“For the Lord God, the Holy One of Israel has said: ‘You will be delivered by returning and resting; your strength will lie in quiet confidence’. – Isaiah 30:15
Our minister Gary Leftwich used this verse in his sermon a few weeks ago, and it keeps coming around every so often since then. Since there are no coincidences I have to think God keeps bringing it up because it’s important for me to know and remember.
Patience has always been difficult for me. I have been guilty of relying on my own wits, always trying to interpret God’s directions in my own way. I have often moved when I should have stayed put. But I was looking for what I thought was the right answer instead of waiting for God’s answer. What patience I’ve learned has come through circumstances in which I had no choice. They not only taught me patience but humility and trust as well. Overall I think I’m more patient than I was; but being retired, I no longer have the time pressures I once did, either.

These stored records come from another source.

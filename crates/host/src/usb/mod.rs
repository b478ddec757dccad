//! USB subsystem
//!
//! Binds the driver core to libusb:
//! - Device wrapper translating rusb descriptors into driver types
//! - Hot-plug notifications filtered against the id table
//! - Worker thread running the libusb event loop and the session manager
//!
//! All libusb calls and every session lifecycle call happen on the worker
//! thread, which serializes them per device.

pub mod device;
pub mod hotplug;
pub mod worker;

pub use worker::{WorkerSettings, spawn_usb_worker};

Now I still struggle with patience for a slightly different reason. Instead of the time pressures from when I was younger, the urgency of getting things in before my life ends drives my impatience because none of us knows how many years we may have. It’s a bucket list mentality that Satan exploits to short circuit my best intentions to depend on God’s guidance. I constantly have to remind myself I am not a bucketful of things to get done, but an empty vessel to be filled with spiritual treasure. If God has a plan for me, He will see to it there’s enough time to be sure it gets completed.